Single Fog Image Restoration via Multi-scale Image Fusion

Yin Gao, Yijing Su, Qiming Li, Jun Li* Quanzhou Institute of Equipment Manufacturing, CAS Quanzhou, china e-mail: [email protected], [email protected]

Abstract—the captured images and videos in bad weather usually have degraded quality by reduced contrast and faded colors, and is very difficult to achieve promising performance. The traditional prior techniques are not sufficient to address this challenging problem to deal with the halo artifacts and brightness distortion problems. In this paper, we propose a multi-scale fusion method for single fog image restoration. By creating two divided regions, the global atmospheric light can be effectively obtained in the sky regions. To properly optimize the transmission, our method is designed in a new Kirsch operators with adaptive boundary constraint. With a new multi-scale image fusion method, we can effectively remove and fuse the haze from these images. The proposed method reduces the halo artifacts by adaptively limiting the boundary of an arbitrary haze image. A new multi-scale image fusion method for single image dehazing has also been proposed to produce a more nature visual recovery effect.
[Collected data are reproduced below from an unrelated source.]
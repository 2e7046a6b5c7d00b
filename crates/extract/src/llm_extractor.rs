use std::collections::HashSet;
use std::sync::Arc;

use anyhow::{Context, Result};
use async_trait::async_trait;
use serde::Deserialize;
use serde::de::DeserializeOwned;
use tracing::warn;

use llm::TextGenerator;

use crate::normalizer::{normalize, normalize_all};
use crate::prompt;
use crate::schema::RelationTriple;
use crate::{EntityExtractor, RelationExtractor};

/// Entity and relation extraction backed by a text generation model.
///
/// Each chunk costs two generation calls: one listing entities, one listing
/// relations between them. Responses that fail to parse are retried with a
/// correction prompt before giving up.
pub struct LlmExtractor {
    generator: Arc<dyn TextGenerator>,
    max_json_retries: usize,
}

#[derive(Deserialize)]
struct EntityPayload {
    entities: Vec<String>,
}

#[derive(Deserialize)]
struct RelationPayload {
    relations: Vec<RawTriple>,
}

#[derive(Deserialize)]
struct RawTriple {
    source: String,
    target: String,
    relation: String,
}

impl LlmExtractor {
    pub fn new(generator: Arc<dyn TextGenerator>) -> Self {
        Self {
            generator,
            max_json_retries: 3,
        }
    }

    pub fn with_max_json_retries(mut self, max_json_retries: usize) -> Self {
        self.max_json_retries = max_json_retries;
        self
    }

    /// Generate until the response parses as `T`, asking the model to fix
    /// invalid JSON before retrying from scratch.
    async fn generate_parsed<T: DeserializeOwned>(&self, prompt_text: &str) -> Result<T> {
        for attempt in 0..self.max_json_retries {
            let response = self.generator.generate(prompt_text).await?;

            match serde_json::from_str::<T>(&response) {
                Ok(parsed) => return Ok(parsed),
                Err(e) => warn!(attempt, error = %e, "extraction response was not valid JSON"),
            }

            if attempt < self.max_json_retries - 1 {
                let corrected = self
                    .generator
                    .generate(&prompt::build_retry_prompt(&response))
                    .await?;
                if let Ok(parsed) = serde_json::from_str::<T>(&corrected) {
                    return Ok(parsed);
                }
            }
        }

        anyhow::bail!(
            "Failed to get valid JSON after {} retries",
            self.max_json_retries
        )
    }
}

#[async_trait]
impl EntityExtractor for LlmExtractor {
    async fn extract_entities(&self, text: &str) -> Result<Vec<String>> {
        if text.trim().is_empty() {
            return Ok(Vec::new());
        }

        let payload: EntityPayload = self
            .generate_parsed(&prompt::build_entity_prompt(text))
            .await
            .context("Failed to extract entities")?;

        Ok(normalize_all(payload.entities))
    }
}

#[async_trait]
impl RelationExtractor for LlmExtractor {
    async fn extract_relations(
        &self,
        text: &str,
        entities: &[String],
    ) -> Result<Vec<RelationTriple>> {
        if text.trim().is_empty() || entities.len() < 2 {
            return Ok(Vec::new());
        }

        let payload: RelationPayload = self
            .generate_parsed(&prompt::build_relation_prompt(text, entities))
            .await
            .context("Failed to extract relations")?;

        let known: HashSet<&str> = entities.iter().map(String::as_str).collect();
        let mut triples = Vec::new();
        for raw in payload.relations {
            let source = normalize(&raw.source);
            let target = normalize(&raw.target);
            let relation = raw.relation.trim().to_lowercase();
            if source == target || relation.is_empty() {
                continue;
            }
            // Endpoints the model invented are dropped.
            if !known.contains(source.as_str()) || !known.contains(target.as_str()) {
                continue;
            }
            triples.push(RelationTriple {
                source,
                target,
                relation,
            });
        }
        Ok(triples)
    }
}

#[cfg(test)]
mod tests {
    use super::*;
    use llm::testing::CannedGenerator;

    #[tokio::test]
    async fn extracts_and_normalizes_entities() {
        let generator = Arc::new(CannedGenerator::new(
            r#"{"entities": ["Ambedkar", "Columbia University", "AMBEDKAR"]}"#,
        ));
        let extractor = LlmExtractor::new(generator);

        let entities = extractor
            .extract_entities("Ambedkar studied at Columbia University.")
            .await
            .unwrap();

        assert_eq!(entities, vec!["ambedkar", "columbia university"]);
    }

    #[tokio::test]
    async fn retries_with_correction_prompt_on_invalid_json() {
        let generator = Arc::new(CannedGenerator::with_replies(vec![
            "here you go: entities!".to_string(),
            r#"{"entities": ["Buddha"]}"#.to_string(),
        ]));
        let extractor = LlmExtractor::new(Arc::clone(&generator) as Arc<dyn TextGenerator>);

        let entities = extractor.extract_entities("Some text.").await.unwrap();

        assert_eq!(entities, vec!["buddha"]);
        let prompts = generator.prompts();
        assert_eq!(prompts.len(), 2);
        assert!(prompts[1].contains("invalid"));
    }

    #[tokio::test]
    async fn relations_are_restricted_to_known_entities() {
        let generator = Arc::new(CannedGenerator::new(
            r#"{"relations": [
                {"source": "Ambedkar", "target": "Buddha", "relation": "Admired"},
                {"source": "Ambedkar", "target": "Gandhi", "relation": "opposed"},
                {"source": "Buddha", "target": "Buddha", "relation": "is"}
            ]}"#,
        ));
        let extractor = LlmExtractor::new(generator);
        let entities = vec!["ambedkar".to_string(), "buddha".to_string()];

        let triples = extractor
            .extract_relations("Ambedkar admired Buddha.", &entities)
            .await
            .unwrap();

        assert_eq!(triples.len(), 1);
        assert_eq!(triples[0], RelationTriple::new("ambedkar", "buddha", "admired"));
    }

    #[tokio::test]
    async fn empty_text_skips_the_model_entirely() {
        let generator = Arc::new(CannedGenerator::new("should never be called"));
        let extractor = LlmExtractor::new(Arc::clone(&generator) as Arc<dyn TextGenerator>);

        let entities = extractor.extract_entities("   ").await.unwrap();
        let triples = extractor
            .extract_relations("", &["a".to_string(), "b".to_string()])
            .await
            .unwrap();

        assert!(entities.is_empty());
        assert!(triples.is_empty());
        assert!(generator.prompts().is_empty());
    }

    #[tokio::test]
    async fn fewer_than_two_entities_yields_no_relations() {
        let generator = Arc::new(CannedGenerator::new("should never be called"));
        let extractor = LlmExtractor::new(Arc::clone(&generator) as Arc<dyn TextGenerator>);

        let triples = extractor
            .extract_relations("Some text.", &["ambedkar".to_string()])
            .await
            .unwrap();

        assert!(triples.is_empty());
        assert!(generator.prompts().is_empty());
    }
}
Experimental results show that this method outperforms state-of-the-art haze removal methods in terms of both efficiency and the dehazing visual effect. Keywords-image restoration; histogram analysis; adaptive boundary constraint; multi-scale image fusion

I.

INTRODUCTION

In object detection, recognition, and navigation, it is important to understand the natural environment and to successfully execute visual activities [1]. However, the quality of captured images and videos usually degraded in bad weather conditions, which is characterized by reduced contrast and faded colors. It is very difficult to achieve promising visual performance in this case [2-3]. Early dehazing methods mainly rely on additional cost assumption for performance improvement. Many methods have been proposed to solve the hazy problem in the last years [4-12]. Representative works include [7], [10], [11], and [12]. He et al. notice that the transmission tends to zero when the depth tends to infinity the dark channel prior (DCP) [7]. Based on this observation, they develop the DCP. Meng et al. propose an efficient regularization method [10]. By this method, the transmission can be optimized from nine boundary constraint map. Nishino et al. introduce a novel Bayesian probabilistic method to dehaze an image by using a factorial Markov random field [11]. Kim et al. notice that a hazy image exhibits low contrast in general [12]. Based on the observation. They propose a fast and optimized dehzing method for hazy images and video.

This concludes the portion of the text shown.